### Task prompt
All lines from the one containing "if let Some(key) = normalize_name_strict(Some(&input), true)" through the final line of the material below must appear exactly as they are, with nothing else.

·····

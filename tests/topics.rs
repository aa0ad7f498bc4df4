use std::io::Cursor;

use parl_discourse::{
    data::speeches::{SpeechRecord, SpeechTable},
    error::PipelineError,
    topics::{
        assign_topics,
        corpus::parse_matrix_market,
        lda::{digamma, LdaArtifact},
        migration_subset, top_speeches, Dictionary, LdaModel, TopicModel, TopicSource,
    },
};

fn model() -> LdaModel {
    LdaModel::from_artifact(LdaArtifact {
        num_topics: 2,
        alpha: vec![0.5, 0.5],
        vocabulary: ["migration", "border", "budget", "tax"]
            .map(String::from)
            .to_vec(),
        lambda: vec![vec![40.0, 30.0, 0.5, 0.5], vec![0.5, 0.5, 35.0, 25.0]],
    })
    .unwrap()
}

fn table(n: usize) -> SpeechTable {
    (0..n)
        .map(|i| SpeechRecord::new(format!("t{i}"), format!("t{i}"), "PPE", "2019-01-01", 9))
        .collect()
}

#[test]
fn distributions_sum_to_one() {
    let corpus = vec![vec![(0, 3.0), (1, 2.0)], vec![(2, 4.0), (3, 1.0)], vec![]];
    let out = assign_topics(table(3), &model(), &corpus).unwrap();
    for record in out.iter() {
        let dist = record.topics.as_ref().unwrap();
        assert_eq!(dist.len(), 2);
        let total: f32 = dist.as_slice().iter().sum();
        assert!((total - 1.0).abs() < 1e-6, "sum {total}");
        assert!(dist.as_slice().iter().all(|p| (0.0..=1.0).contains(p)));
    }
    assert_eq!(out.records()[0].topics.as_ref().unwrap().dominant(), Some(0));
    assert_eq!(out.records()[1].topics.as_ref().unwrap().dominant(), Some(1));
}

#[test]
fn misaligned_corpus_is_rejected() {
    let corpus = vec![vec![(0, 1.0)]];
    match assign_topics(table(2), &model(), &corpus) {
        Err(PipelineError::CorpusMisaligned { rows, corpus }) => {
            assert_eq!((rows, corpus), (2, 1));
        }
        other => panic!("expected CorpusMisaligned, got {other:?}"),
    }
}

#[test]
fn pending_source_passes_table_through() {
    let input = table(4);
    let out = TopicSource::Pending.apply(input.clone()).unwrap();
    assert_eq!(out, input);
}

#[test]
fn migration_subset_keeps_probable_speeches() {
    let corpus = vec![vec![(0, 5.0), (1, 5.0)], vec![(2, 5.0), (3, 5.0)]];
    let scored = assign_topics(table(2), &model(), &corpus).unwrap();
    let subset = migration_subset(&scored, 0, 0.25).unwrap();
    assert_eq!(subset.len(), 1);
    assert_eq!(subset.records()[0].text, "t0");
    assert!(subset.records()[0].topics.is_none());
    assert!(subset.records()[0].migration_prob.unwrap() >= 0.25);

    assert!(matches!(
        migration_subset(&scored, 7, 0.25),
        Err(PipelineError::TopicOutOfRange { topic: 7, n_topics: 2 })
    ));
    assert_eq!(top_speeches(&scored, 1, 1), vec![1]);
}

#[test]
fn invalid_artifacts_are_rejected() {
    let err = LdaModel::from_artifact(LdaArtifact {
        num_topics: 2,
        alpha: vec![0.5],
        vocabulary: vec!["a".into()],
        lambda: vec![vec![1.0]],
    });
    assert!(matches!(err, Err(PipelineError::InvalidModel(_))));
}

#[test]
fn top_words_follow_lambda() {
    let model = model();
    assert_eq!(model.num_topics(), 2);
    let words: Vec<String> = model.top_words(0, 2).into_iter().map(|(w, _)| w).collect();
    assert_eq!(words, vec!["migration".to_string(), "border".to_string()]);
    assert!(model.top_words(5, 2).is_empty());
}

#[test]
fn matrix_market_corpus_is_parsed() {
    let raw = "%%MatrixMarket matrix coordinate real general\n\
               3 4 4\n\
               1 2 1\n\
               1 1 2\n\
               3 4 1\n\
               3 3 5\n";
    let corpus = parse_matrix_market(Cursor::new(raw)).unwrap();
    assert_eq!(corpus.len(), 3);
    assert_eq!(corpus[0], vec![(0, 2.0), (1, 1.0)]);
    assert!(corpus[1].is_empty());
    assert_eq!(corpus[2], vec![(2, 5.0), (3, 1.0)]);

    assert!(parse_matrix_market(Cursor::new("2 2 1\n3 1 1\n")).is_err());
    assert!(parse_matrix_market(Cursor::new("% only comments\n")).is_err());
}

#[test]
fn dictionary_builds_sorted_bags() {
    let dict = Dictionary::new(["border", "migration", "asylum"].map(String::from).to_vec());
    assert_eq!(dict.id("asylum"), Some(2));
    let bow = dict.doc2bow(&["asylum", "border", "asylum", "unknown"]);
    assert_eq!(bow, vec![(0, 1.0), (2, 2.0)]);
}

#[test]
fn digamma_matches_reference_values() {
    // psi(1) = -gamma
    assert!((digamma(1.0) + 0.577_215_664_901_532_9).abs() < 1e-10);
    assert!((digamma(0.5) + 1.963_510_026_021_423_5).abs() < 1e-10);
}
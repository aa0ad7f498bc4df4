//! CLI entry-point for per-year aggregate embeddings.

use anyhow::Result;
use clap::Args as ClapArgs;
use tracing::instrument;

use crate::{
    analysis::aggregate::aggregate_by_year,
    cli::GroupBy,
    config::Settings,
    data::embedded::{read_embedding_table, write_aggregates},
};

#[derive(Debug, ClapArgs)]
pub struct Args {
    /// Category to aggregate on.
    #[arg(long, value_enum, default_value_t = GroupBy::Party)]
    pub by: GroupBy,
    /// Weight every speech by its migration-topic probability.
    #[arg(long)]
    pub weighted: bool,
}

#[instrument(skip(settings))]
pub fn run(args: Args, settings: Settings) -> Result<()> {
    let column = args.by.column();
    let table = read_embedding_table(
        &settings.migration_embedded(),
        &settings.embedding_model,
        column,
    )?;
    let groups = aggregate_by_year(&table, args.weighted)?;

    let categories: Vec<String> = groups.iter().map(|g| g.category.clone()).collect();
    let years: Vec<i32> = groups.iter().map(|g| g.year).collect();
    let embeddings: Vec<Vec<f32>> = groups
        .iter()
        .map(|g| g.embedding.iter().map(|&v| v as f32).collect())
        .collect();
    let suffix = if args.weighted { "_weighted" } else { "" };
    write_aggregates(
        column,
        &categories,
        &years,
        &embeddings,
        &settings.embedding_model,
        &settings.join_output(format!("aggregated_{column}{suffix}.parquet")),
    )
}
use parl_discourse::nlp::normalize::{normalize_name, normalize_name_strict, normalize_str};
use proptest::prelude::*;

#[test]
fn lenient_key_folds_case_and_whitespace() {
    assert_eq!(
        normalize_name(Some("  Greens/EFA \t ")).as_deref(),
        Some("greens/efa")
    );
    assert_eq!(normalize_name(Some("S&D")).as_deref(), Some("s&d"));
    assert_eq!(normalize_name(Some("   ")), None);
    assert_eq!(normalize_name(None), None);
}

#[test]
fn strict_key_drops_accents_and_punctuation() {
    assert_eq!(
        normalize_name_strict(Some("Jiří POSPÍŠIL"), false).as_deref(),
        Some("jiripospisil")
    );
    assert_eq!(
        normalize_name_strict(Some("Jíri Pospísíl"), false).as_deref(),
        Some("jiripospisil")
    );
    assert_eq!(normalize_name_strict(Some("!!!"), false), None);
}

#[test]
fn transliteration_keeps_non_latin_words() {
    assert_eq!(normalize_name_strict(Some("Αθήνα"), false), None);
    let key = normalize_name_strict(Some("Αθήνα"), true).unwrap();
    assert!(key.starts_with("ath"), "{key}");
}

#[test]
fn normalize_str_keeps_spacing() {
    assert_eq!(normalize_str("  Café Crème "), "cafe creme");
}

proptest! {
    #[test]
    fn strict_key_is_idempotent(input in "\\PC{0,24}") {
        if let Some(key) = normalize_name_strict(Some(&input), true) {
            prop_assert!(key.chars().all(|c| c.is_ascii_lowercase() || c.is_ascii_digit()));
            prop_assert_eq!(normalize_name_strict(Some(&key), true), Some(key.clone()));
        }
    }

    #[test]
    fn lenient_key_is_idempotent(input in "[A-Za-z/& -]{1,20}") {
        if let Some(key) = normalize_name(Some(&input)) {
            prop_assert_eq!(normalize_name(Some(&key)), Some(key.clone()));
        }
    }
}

·····

### Result
        if let Some(key) = normalize_name_strict(Some(&input), true) {
            prop_assert!(key.chars().all(|c| c.is_ascii_lowercase() || c.is_ascii_digit()));
            prop_assert_eq!(normalize_name_strict(Some(&key), true), Some(key.clone()));
        }
    }

    #[test]
    fn lenient_key_is_idempotent(input in "[A-Za-z/& -]{1,20}") {
        if let Some(key) = normalize_name(Some(&input)) {
            prop_assert_eq!(normalize_name(Some(&key)), Some(key.clone()));
        }
    }
}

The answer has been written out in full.